Today was a day of walking, so we walked to the harbourfront of Wan Chai – the main commercial district of HK. There, we were greeted by one of the signature buildings of the skyline – the Hong Kong Convention and Exhibition Centre. This truly alien-like structure looked like a spaceship ready to take-off into space. Remarkable structure! And we got to see some of the spectacular skyline we were dying to see. The main Victoria harbour was lined up with immensely tall skyscrapers as far as the eye could see. Across the bay was Kowloon, another Hong Kong principality with impressive buildings. We hung around there for a while taking pictures with our tripod. We then took the famous HK Star Ferry across to Kowloon to get a better glimpse of the skyline from across the bay.
We admired the skyline for a while and thought this to be the best skyline we’d ever seen anywhere! It would look even better at night and we were going to return at 8PM to see the “Symphony of Lights” show where all the buildings light up in synch with a soundtrack. We also called Justin, the son of one of ma/pa’s closest friends, who lives in Hong Kong to arrange a meeting for tonight.
Kowloon is famous for its insane shopping, so we took a bus along Nathan Road – the main thoroughfare in Kowloon. We were impressed by the number of shops and signs lining the road and it seemed like all the shops in the world decided to, well, set up shop here! We got off and walked over to the Ladies Market. Every intersection was insanely busy and we passed through another major street famous for its electronics stores. The street was closed off for traffic and there were a large number of stores stretched along this street with a nest of neon signs overhead. We hopped into an Internet cafe since we didn’t have any at the hotel – it wasn’t included and we were paying through our noses there, if you can believe it!
After doing our thing, we headed to the Ladies Market where there were tons of small vendor stalls crowded together selling everything from purses and clothes to trinkets and jewellery. We got some cool T-shirts and ties, specifically men’s items, since none of the ‘Ladies’ items impressed us much.
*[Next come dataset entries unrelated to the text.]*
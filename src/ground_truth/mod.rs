//! Ground Truth
//!
//! Externally observed metric values, fetched through a prioritized fallback chain:
//! - per-source timeout, range and staleness checks
//! - short TTL cache of the last accepted observation
//! - synthesized estimate when every source is exhausted

pub mod fallback;
pub mod history;
pub mod source;
pub mod sources;

pub use fallback::{FallbackChain, FetchOutcome, Provenance, SourceAttempt};
pub use history::HistoryStore;
pub use source::{FetchError, GroundTruthSource, InvalidReason, SourceReading};
pub use sources::{build_sources, FileSource, JsonApiSource, SimulatedSource};
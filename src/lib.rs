//! BDI Forecast Library
//!
//! Closed-loop forecasting for the Baltic Dry Index and related freight metrics.
//! Each cycle forecasts, validates the previous forecast against ground truth and
//! calibrates the model parameters.

pub mod calibration;
pub mod config;
pub mod ground_truth;
pub mod models;
pub mod orchestrator;
pub mod prediction;
pub mod telemetry;
pub mod validation;

pub use config::ForecastConfig;
pub use orchestrator::{CycleReport, DashboardSnapshot, Orchestrator};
We were really tired by this point, so we took a bus to the Kowloon harbourfront to catch our skyline show. We grabbed some cake/dessert snacks from a small store and went to get some good seats. It was already quite crowded by this time and we barely managed to find seats with a good view. We set up our tripod and awaited our show to begin.
By this time, another couple had been taking pictures right in front of us with their tripod totally obscuring our view. Then, to top it off, they sat right beside us and basically pushed us aside and the lady was sitting so close her hair was brushing up against Penny. Annoying as it was, it didn’t prevent Karthik from setting up the tripod right up against the railing to take some cool pics. The show was crazy – lasers and searchlights and building displays all flashing and changing to the tune of the musical symphony playing in the background. It was a thrill to see buildings come alive like this, never having observed anything quite like it before!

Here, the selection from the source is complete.